MONTRÉAL, QUEBEC, THE 5TH DAY OF JUNE, 1997

PRESENT: RICHARD MORNEAU, PROTHONOTARY

BETWEEN:

     AUTOCAR CONNAISSEUR INC.,

     Applicant

     AND

     ME JEAN-PAUL LALANCETTE, C.R.I.

-and-

DANIEL POMERLEAU

-and-

DANIEL MERCIER

-and-

ALAIN MARCIL

-and-

NORMAND OUELLETTE,


Respondents


ORDER


This motion is dismissed.

                                                      Richard Morneau
                                                      Prothonotary

Certified true translation

Christiane Delon


T-456-97

BETWEEN:

     AUTOCAR CONNAISSEUR INC.,

     Applicant

     AND

     ME JEAN-PAUL LALANCETTE, C.R.I.

-and-

DANIEL POMERLEAU

-and-

DANIEL MERCIER

-and-

ALAIN MARCIL

-and-

NORMAND OUELLETTE,

     Respondents

     REASONS FOR ORDER

RICHARD MORNEAU,

PROTHONOTARY:

     The applicant has moved under section 18.2 of the Federal Court Act (the Act) for a stay of execution of an arbitration award rendered under the aegis of the Canada Labour Code. For greater certainty, and no doubt motivated by the wording used by the federal authorities administratively involved in this case, the applicant is also seeking a stay of the arbitration proceedings under paragraph 50(1)(b) of the Act.

Context of the motion

     On March 17, 1997, the applicant filed in the Registry of this Court an application for judicial review of an arbitration award upholding a payment order that the applicant pay the respondents close to $40,000 on a claim for unpaid overtime and statutory holiday pay.


Analysis

     It is trite law that the remedies sought in the motion in question are subject to the analysis summarized as follows by the Supreme Court of Canada in RJR-MacDonald Inc. v. Canada (Attorney General), [1994] 1 S.C.R. 311, at 334:

         Metropolitan Stores adopted a three-stage test for courts to apply when considering an application for either a stay or an interlocutory injunction. First, a preliminary assessment must be made of the merits of the case to ensure that there is a serious question to be tried. Secondly, it must be determined whether the applicant would suffer irreparable harm if the application were refused. Finally, an assessment must be made as to which of the parties would suffer greater harm from the granting or refusal of the remedy pending a decision on the merits.         

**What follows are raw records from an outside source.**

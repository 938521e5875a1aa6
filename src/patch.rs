//! Downloading PR patches.
//!
//! The patch endpoint serves the raw `.patch` for a pull request; the
//! bytes are later piped into `git am -3`. Behind a trait so the merge
//! workflow can be tested without network access.

use crate::error::{Error, Result};
use async_trait::async_trait;
use tracing::debug;

/// Fetches a PR patch by URL.
#[async_trait]
pub trait PatchSource: Send + Sync {
    /// Download the patch bytes.
    async fn fetch(&self, url: &str) -> Result<Vec<u8>>;
}

/// Production [`PatchSource`] backed by `reqwest`.
///
/// Follows redirects (the patch host redirects for some repositories).
#[derive(Debug, Clone, Default)]
pub struct HttpPatchSource {
    client: reqwest::Client,
}

impl HttpPatchSource {
    /// Create a new HTTP patch source.
    pub fn new() -> Self {
        Self::default()
    }
}

#[async_trait]
impl PatchSource for HttpPatchSource {
    async fn fetch(&self, url: &str) -> Result<Vec<u8>> {
        debug!(url, "fetching patch");
        let fetch_err = |source| Error::PatchFetch {
            url: url.to_string(),
            source,
        };

        let response = self
            .client
            .get(url)
            .send()
            .await
            .map_err(fetch_err)?
            .error_for_status()
            .map_err(fetch_err)?;
        let bytes = response.bytes().await.map_err(fetch_err)?;
        Ok(bytes.to_vec())
    }
}

#[cfg(test)]
mod tests {
    use super::*;

    #[tokio::test]
    async fn test_fetch_returns_body_bytes() {
        let mut server = mockito::Server::new_async().await;
        let mock = server
            .mock("GET", "/raw/foo/bar/pull/42.patch")
            .with_status(200)
            .with_body("From abc123 Mon Sep 17 00:00:00 2001\n")
            .create_async()
            .await;

        let url = format!("{}/raw/foo/bar/pull/42.patch", server.url());
        let bytes = HttpPatchSource::new().fetch(&url).await.unwrap();

        assert!(bytes.starts_with(b"From abc123"));
        mock.assert_async().await;
    }

    #[tokio::test]
    async fn test_fetch_404_is_error() {
        let mut server = mockito::Server::new_async().await;
        server
            .mock("GET", "/raw/foo/bar/pull/42.patch")
            .with_status(404)
            .create_async()
            .await;

        let url = format!("{}/raw/foo/bar/pull/42.patch", server.url());
        let err = HttpPatchSource::new().fetch(&url).await.unwrap_err();

        match err {
            Error::PatchFetch { url: failed, .. } => assert!(failed.contains("/pull/42.patch")),
            other => panic!("expected PatchFetch, got: {other:?}"),
        }
    }
}
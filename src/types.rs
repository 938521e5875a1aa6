//! Core types for pr-merge

use crate::config::Config;

/// Immutable input for one merge run, derived from configuration plus the
/// PR number given on the command line.
#[derive(Debug, Clone)]
pub struct MergeInput {
    /// Repository as `owner/name`
    pub repo: String,
    /// Target branch to merge into
    pub branch: String,
    /// Pull-request number
    pub pr_no: u64,
    /// Ephemeral branch the PR patch is staged on (`pr-<prNo>`)
    pub temp_branch: String,
    /// URL the PR patch is fetched from
    pub patch_url: String,
}

impl MergeInput {
    /// Derive the merge input from the resolved configuration.
    pub fn new(config: &Config, pr_no: u64) -> Self {
        Self {
            repo: config.repo.clone(),
            branch: config.branch.clone(),
            pr_no,
            temp_branch: format!("pr-{pr_no}"),
            patch_url: format!(
                "https://{}/raw/{}/pull/{}.patch",
                config.patch_host, config.repo, pr_no
            ),
        }
    }
}
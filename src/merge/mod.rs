//! The merge workflow.
//!
//! Split the same way the rest of the crate separates concerns:
//! - `message` - pure commit-message rewriting (testable, no I/O)
//! - `phases` - the fixed phase definitions and their rendered commands
//! - `orchestrator` - the effectful phase state machine

mod message;
mod orchestrator;
mod phases;

pub use message::rewrite_commit_message;
pub use orchestrator::MergeOrchestrator;
pub use phases::phase_list;
//! pr-merge: an interactive helper for merging GitHub pull requests.
//!
//! The tool drives a fixed sequence of merge phases (CLA check, fetch the PR
//! as a local branch, rebase-merge, inspect, CI, push) on top of external
//! commands. Destructive steps register reversal tasks with a
//! [`cleanup::CleanupRegistry`]; when a later step fails, the pending tasks
//! are offered to the operator and run in reverse order.

pub mod cleanup;
pub mod config;
pub mod error;
pub mod exec;
pub mod git;
pub mod merge;
pub mod patch;
pub mod phase;
pub mod prompt;
pub mod style;
pub mod types;
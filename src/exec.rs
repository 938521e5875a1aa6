//! External command execution.
//!
//! Every git/CLA/CI invocation goes through the [`CommandRunner`] trait so
//! the merge logic can be exercised with a scripted double in tests. The
//! production implementation ([`ShellRunner`]) spawns real processes via
//! `tokio::process` and inherits the terminal for interactive commands
//! (e.g. `git rebase --interactive`).

use crate::error::{Error, Result};
use async_trait::async_trait;
use std::fmt;
use std::process::{ExitStatus, Stdio};
use tokio::io::AsyncWriteExt;
use tokio::process::Command;
use tracing::debug;

/// A command line: program plus arguments, no shell interpretation.
#[derive(Debug, Clone)]
pub struct Cmd {
    program: String,
    args: Vec<String>,
}

impl Cmd {
    /// Start building a command for `program`.
    pub fn new(program: impl Into<String>) -> Self {
        Self {
            program: program.into(),
            args: Vec::new(),
        }
    }

    /// Append a single argument.
    #[must_use]
    pub fn arg(mut self, arg: impl Into<String>) -> Self {
        self.args.push(arg.into());
        self
    }

    /// Append several arguments.
    #[must_use]
    pub fn args<I, S>(mut self, args: I) -> Self
    where
        I: IntoIterator<Item = S>,
        S: Into<String>,
    {
        self.args.extend(args.into_iter().map(Into::into));
        self
    }

    fn to_tokio(&self) -> Command {
        let mut command = Command::new(&self.program);
        command.args(&self.args);
        command
    }
}

impl fmt::Display for Cmd {
    fn fmt(&self, f: &mut fmt::Formatter<'_>) -> fmt::Result {
        write!(f, "{}", self.program)?;
        for arg in &self.args {
            if arg.contains(' ') {
                write!(f, " \"{arg}\"")?;
            } else {
                write!(f, " {arg}")?;
            }
        }
        Ok(())
    }
}

/// Executes external commands.
///
/// All three entry points resolve only when the process has exited, and
/// treat a non-zero exit status (or signal death) as an error.
#[async_trait]
pub trait CommandRunner: Send + Sync {
    /// Run with stdio inherited from the terminal.
    async fn run(&self, cmd: &Cmd) -> Result<()>;

    /// Run with stdout captured; stderr stays on the terminal.
    async fn run_captured(&self, cmd: &Cmd) -> Result<String>;

    /// Run with `input` piped to the child's stdin.
    async fn run_with_stdin(&self, cmd: &Cmd, input: &[u8]) -> Result<()>;
}

/// Production [`CommandRunner`] backed by `tokio::process`.
#[derive(Debug, Clone, Copy, Default)]
pub struct ShellRunner;

impl ShellRunner {
    /// Create a new shell runner.
    pub fn new() -> Self {
        Self
    }
}

fn io_error(cmd: &Cmd, source: std::io::Error) -> Error {
    Error::CommandIo {
        command: cmd.to_string(),
        source,
    }
}

fn check_status(cmd: &Cmd, status: ExitStatus) -> Result<()> {
    if status.success() {
        Ok(())
    } else {
        Err(Error::CommandFailed {
            command: cmd.to_string(),
            status: status.to_string(),
        })
    }
}

#[async_trait]
impl CommandRunner for ShellRunner {
    async fn run(&self, cmd: &Cmd) -> Result<()> {
        debug!(command = %cmd, "running");
        let status = cmd
            .to_tokio()
            .status()
            .await
            .map_err(|e| io_error(cmd, e))?;
        check_status(cmd, status)
    }

    async fn run_captured(&self, cmd: &Cmd) -> Result<String> {
        debug!(command = %cmd, "running (captured)");
        let output = cmd
            .to_tokio()
            .stdout(Stdio::piped())
            .stderr(Stdio::inherit())
            .output()
            .await
            .map_err(|e| io_error(cmd, e))?;
        check_status(cmd, output.status)?;
        Ok(String::from_utf8_lossy(&output.stdout).into_owned())
    }

    async fn run_with_stdin(&self, cmd: &Cmd, input: &[u8]) -> Result<()> {
        debug!(command = %cmd, bytes = input.len(), "running (piped stdin)");
        let mut child = cmd
            .to_tokio()
            .stdin(Stdio::piped())
            .spawn()
            .map_err(|e| io_error(cmd, e))?;

        // Take stdin and drop it after writing so the child sees EOF.
        let mut stdin = child
            .stdin
            .take()
            .ok_or_else(|| Error::Internal(format!("no stdin handle for `{cmd}`")))?;
        stdin.write_all(input).await.map_err(|e| io_error(cmd, e))?;
        drop(stdin);

        let status = child.wait().await.map_err(|e| io_error(cmd, e))?;
        check_status(cmd, status)
    }
}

     Even on the assumption that, for the purposes of this review, the various errors of law and jurisdiction raised in the applicant"s notice of motion establish that it has raised a serious question to be tried, it does not appear to me that the evidence submitted by the applicant establishes that the payment of the various sums referred to in the arbitration award would cause it irreparable harm.

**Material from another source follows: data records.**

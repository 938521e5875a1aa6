//! Interactive yes/no confirmation.
//!
//! The terminal I/O sits behind the [`Prompter`] trait; the yes/no
//! interpretation itself is a pure function so the defaulting and
//! matching rules stay unit-testable.

use crate::error::{Error, Result};
use crate::style::Stylize;
use async_trait::async_trait;

/// Reads one line of operator input.
#[async_trait]
pub trait Prompter: Send + Sync {
    /// Show `prompt` and return the raw answer line.
    async fn read_answer(&self, prompt: &str) -> Result<String>;
}

/// Production [`Prompter`] reading from the terminal.
#[derive(Debug, Clone, Copy, Default)]
pub struct TerminalPrompter;

impl TerminalPrompter {
    /// Create a new terminal prompter.
    pub fn new() -> Self {
        Self
    }
}

#[async_trait]
impl Prompter for TerminalPrompter {
    async fn read_answer(&self, prompt: &str) -> Result<String> {
        let prompt = prompt.to_string();
        // dialoguer is blocking; keep it off the async executor threads
        tokio::task::spawn_blocking(move || {
            dialoguer::Input::<String>::new()
                .with_prompt(prompt)
                .allow_empty(true)
                .interact_text()
                .map_err(|e| Error::Prompt(e.to_string()))
        })
        .await
        .map_err(|e| Error::Prompt(e.to_string()))?
    }
}

/// Ask a yes/no question and return the operator's choice.
///
/// The rendered prompt shows which option is the default (`[Y/n]` or
/// `[y/N]`). An empty answer takes the default; otherwise the answer is
/// matched case-insensitively against the full word or its first letter.
pub async fn confirm(
    prompter: &dyn Prompter,
    question: &str,
    default_yes: bool,
) -> Result<bool> {
    let options = if default_yes {
        format!("[{}/n]", "Y".emphasis())
    } else {
        format!("[y/{}]", "N".emphasis())
    };
    let answer = prompter
        .read_answer(&format!("\n{question} {}", options.muted()))
        .await?;
    Ok(interpret_answer(&answer, default_yes))
}

/// Interpret a raw answer against the default.
///
/// Matching is case-insensitive and accepts the full word (`yes`/`no`)
/// or its first letter. Only an explicit non-default answer flips the
/// outcome; anything else (including an empty answer) yields the default.
pub fn interpret_answer(answer: &str, default_yes: bool) -> bool {
    let non_default = if default_yes { "no" } else { "yes" };
    let flipped = matches_answer(answer, non_default);
    default_yes != flipped
}

fn matches_answer(actual: &str, expected: &str) -> bool {
    let actual = actual.trim().to_lowercase();
    actual == expected || actual == expected[..1]
}
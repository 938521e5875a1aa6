//! Command-line interface: argument parsing, banners, and wiring.

use anstream::println;
use clap::Parser;
use pr_merge::config::Config;
use pr_merge::error::Result;
use pr_merge::exec::ShellRunner;
use pr_merge::merge::{MergeOrchestrator, phase_list};
use pr_merge::patch::HttpPatchSource;
use pr_merge::prompt::TerminalPrompter;
use pr_merge::style::Stylize;
use pr_merge::types::MergeInput;
use std::sync::Arc;

/// Merge a GitHub PR into the target branch, with guided clean-up when
/// something goes wrong.
#[derive(Debug, Parser)]
#[command(name = "prm", version, about)]
pub struct Cli {
    /// Pull-request number to merge
    pub pr: u64,

    /// Repository as `owner/name`
    #[arg(long)]
    pub repo: Option<String>,

    /// Target branch to merge into
    #[arg(long)]
    pub branch: Option<String>,

    /// Print the commands each phase would run, without executing anything
    #[arg(long)]
    pub instructions: bool,
}

/// Resolve configuration and run the requested mode.
pub async fn run(cli: Cli) -> Result<()> {
    let config = Config::load(cli.repo.as_deref(), cli.branch.as_deref())?;
    let input = MergeInput::new(&config, cli.pr);

    if cli.instructions {
        display_instructions(&input, &config);
        return Ok(());
    }

    display_warning();
    display_header(&input);

    let orchestrator = MergeOrchestrator::new(
        config,
        cli.pr,
        Arc::new(ShellRunner::new()),
        Arc::new(TerminalPrompter::new()),
        Arc::new(HttpPatchSource::new()),
    );

    let pushed = orchestrator.merge().await?;
    display_epilogue(pushed);
    Ok(())
}

fn display_warning() {
    println!(
        "{}",
        "\n\
         :::::::::::::::::::::::::::::::::::::::::::::\n\
         ::  WARNING:                               ::\n\
         ::    This is still an experimental tool.  ::\n\
         ::    Use at your own risk!                ::\n\
         :::::::::::::::::::::::::::::::::::::::::::::\n"
            .warn()
    );
}

fn display_header(input: &MergeInput) {
    println!(
        "{}",
        format!(
            "MERGING PR #{} (to '{}#{}'):",
            input.pr_no, input.repo, input.branch
        )
        .emphasis()
    );
}

/// Print each phase's command list with the actual repo/branch/PR values
/// interpolated, without running anything.
fn display_instructions(input: &MergeInput, config: &Config) {
    println!(
        "{}",
        format!(
            "\nInstructions for merging PR #{} to '{}#{}':",
            input.pr_no, input.repo, input.branch
        )
        .emphasis()
    );

    for phase in phase_list(input, config) {
        if phase.instructions.is_empty() {
            continue;
        }
        println!(
            "{}",
            format!("\n\n  PHASE {} - {}\n", phase.number, phase.description).accent()
        );
        for instruction in &phase.instructions {
            println!("    - {}", instruction.accent());
        }
    }
    println!();
}

fn display_epilogue(pushed: bool) {
    println!("{}", "\n  OPERATION COMPLETED SUCCESSFULLY!".success());
    if !pushed {
        println!(
            "{}",
            "  (Don't forget to manually push the changes.)".warn()
        );
    }
}
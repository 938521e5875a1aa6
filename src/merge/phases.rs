//! The fixed phase definitions.
//!
//! Descriptions, per-phase error messages, and the rendered command lists
//! shown by `--instructions`. The actual work functions live in the
//! orchestrator; these definitions are pure data derived from the input.

use crate::config::Config;
use crate::phase::Phase;
use crate::types::MergeInput;

const CLEANUP_HINT: &str = "(Clean-up might be needed.)";

/// Build the ordered phase list for this input.
pub fn phase_list(input: &MergeInput, config: &Config) -> Vec<Phase> {
    let MergeInput {
        repo,
        branch,
        pr_no,
        temp_branch,
        patch_url,
    } = input;

    vec![
        Phase {
            number: 1,
            description: "Verifying the CLA signature".to_string(),
            instructions: vec![format!("{} {pr_no} --repo=\"{repo}\"", config.cla_tool)],
            error: Some("Failed to verify the CLA signature.".to_string()),
        },
        Phase {
            number: 2,
            description: "Fetching the PR as a local branch".to_string(),
            instructions: vec![
                format!("git checkout {branch}"),
                format!("git pull --rebase origin {branch}"),
                format!("git checkout -b {temp_branch}"),
                format!("curl -L {patch_url} | git am -3"),
            ],
            error: Some(format!("Failed to fetch the PR as a local branch. {CLEANUP_HINT}")),
        },
        Phase {
            number: 3,
            description: format!("Merging into '{branch}'"),
            instructions: vec![
                format!("git rev-list --count {branch}..HEAD"),
                format!("git checkout {branch}"),
                format!("git rebase {temp_branch}"),
                format!("git branch --delete --force {temp_branch}"),
                "git rebase --interactive HEAD~<commit count> (if more than 1 commit)".to_string(),
                format!("git commit --amend (append 'Closes #{pr_no}' to the message)"),
            ],
            error: Some(format!(
                "Failed to properly merge the PR into '{branch}'. {CLEANUP_HINT}"
            )),
        },
        Phase {
            number: 4,
            description: "Inspecting the changes".to_string(),
            instructions: vec![
                format!("git diff origin/{branch}"),
                "git log".to_string(),
            ],
            // Purely informational; no destructive state is introduced here
            error: None,
        },
        Phase {
            number: 5,
            description: "Running the CI checks".to_string(),
            instructions: vec![format!("{} ci-checks", config.ci_tool)],
            error: Some(format!(
                "Failed to run the CI checks or the CI checks didn't pass. {CLEANUP_HINT}"
            )),
        },
        Phase {
            number: 6,
            description: "Pushing to origin".to_string(),
            instructions: vec![format!("git push origin {branch}")],
            error: Some(format!("Failed to push the changes to origin. {CLEANUP_HINT}")),
        },
    ]
}

#[cfg(test)]
mod tests {
    use super::*;
    use crate::config::FileConfig;

    fn fixture() -> (MergeInput, Config) {
        let config =
            Config::resolve(&FileConfig::default(), None, None, Some("foo/bar"), Some("main"))
                .unwrap();
        (MergeInput::new(&config, 42), config)
    }

    #[test]
    fn test_phases_are_numbered_in_order() {
        let (input, config) = fixture();
        let phases = phase_list(&input, &config);
        let numbers: Vec<u8> = phases.iter().map(|p| p.number).collect();
        assert_eq!(numbers, vec![1, 2, 3, 4, 5, 6]);
    }

    #[test]
    fn test_instructions_are_interpolated() {
        let (input, config) = fixture();
        let phases = phase_list(&input, &config);

        assert!(phases[1].instructions.iter().any(|i| i.contains("pr-42")));
        assert!(
            phases[1]
                .instructions
                .iter()
                .any(|i| i.contains("/raw/foo/bar/pull/42.patch"))
        );
        assert_eq!(phases[5].instructions, vec!["git push origin main"]);
    }

    #[test]
    fn test_inspect_phase_has_no_error_message() {
        let (input, config) = fixture();
        let phases = phase_list(&input, &config);
        assert!(phases[3].error.is_none());
    }
}
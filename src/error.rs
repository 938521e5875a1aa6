//! Error types for pr-merge

use thiserror::Error;

/// Result type alias using our error type
pub type Result<T> = std::result::Result<T, Error>;

/// All errors that can occur in pr-merge
#[derive(Debug, Error)]
pub enum Error {
    /// Repository argument did not look like `owner/name`
    #[error("invalid repository '{0}' (expected 'owner/name')")]
    InvalidRepo(String),

    /// An external command exited with a non-zero status or was killed
    #[error("command `{command}` failed ({status})")]
    CommandFailed {
        /// The rendered command line
        command: String,
        /// Exit status description (code or signal)
        status: String,
    },

    /// An external command could not be spawned or its I/O failed
    #[error("failed to run `{command}`: {source}")]
    CommandIo {
        /// The rendered command line
        command: String,
        /// Underlying I/O error
        #[source]
        source: std::io::Error,
    },

    /// Downloading the PR patch failed
    #[error("failed to fetch patch from {url}: {source}")]
    PatchFetch {
        /// The patch URL
        url: String,
        /// Underlying HTTP error
        #[source]
        source: reqwest::Error,
    },

    /// Reading an interactive answer failed
    #[error("failed to read answer: {0}")]
    Prompt(String),

    /// Configuration file could not be read or parsed
    #[error("config error: {0}")]
    Config(String),

    /// A merge phase failed; wraps the error that triggered the abort
    #[error("phase {number} failed")]
    Phase {
        /// Ordinal of the failed phase
        number: u8,
        /// The error that caused the failure
        #[source]
        source: Box<Error>,
    },

    /// Catch-all for internal errors
    #[error("{0}")]
    Internal(String),
}

impl Error {
    /// Ordinal of the failed phase, if this is a phase failure.
    pub fn phase_number(&self) -> Option<u8> {
        match self {
            Self::Phase { number, .. } => Some(*number),
            _ => None,
        }
    }
}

     Indeed, the only allegation submitted as evidence is much too general in nature for the Court to draw such a conclusion. This allegation reads as follows:

         [Translation]         
         6.      If Autocar Connaisseur Inc. pays these sums to the respondents, it will suffer irreparable harm since it is to be feared that the proceedings to recover the sums paid out will be extremely onerous, if not futile;         

     Furthermore, this allegation is contained in an affidavit taken out by the solicitor who pleaded this motion on behalf of the applicant.

     That, as counsel for the respondents pointed out, is an unacceptable practice. In my opinion, the said allegation is thereby emptied of whatever weight, if any, it might otherwise have.

     As the second step in the Metropolitan Stores test has not been taken, it is unnecessary to examine the third step in the analysis, the balancing of the actual inconveniences.

     For these reasons, any stay of the arbitration award, in so far as that is at issue here, must likewise be rejected.

     This motion will therefore be dismissed, with costs to follow.

     However, during the argument on this motion, and while the Court was preparing to hear the submissions by respondents" counsel, a lawyer for the Attorney General of Canada (the A.G.) arose and sought on behalf of the A.G. to address the Court, apparently to support the dismissal of this motion.

     It ought to be noted at this point that the A.G. is neither an applicant nor a respondent in this matter and at no time requested the right to intervene in the hearing through an application under Rule 1611 of the Federal Court Rules (the Rules).

     In fact, counsel for the A.G. was quick to state at the hearing that the A.G., by reason of his traditional role, did not have to request leave to intervene in order to be able to address the Court. This status, he argued, is reflected in the wording of subsection 18.1(1) of the Act and of Rule 1611. It is necessary, therefore, to refer to these provisions.

     Subsection 18.1(1) reads as follows:


18.1 (1) An application for judicial review may be made by the Attorney General of Canada or by anyone directly affected by the matter in respect of which relief is sought.

18.1 (1) Une demande de contrôle judiciaire peut être présentée par le procureur général du Canada ou par quiconque est directement touché par l'objet de la demande.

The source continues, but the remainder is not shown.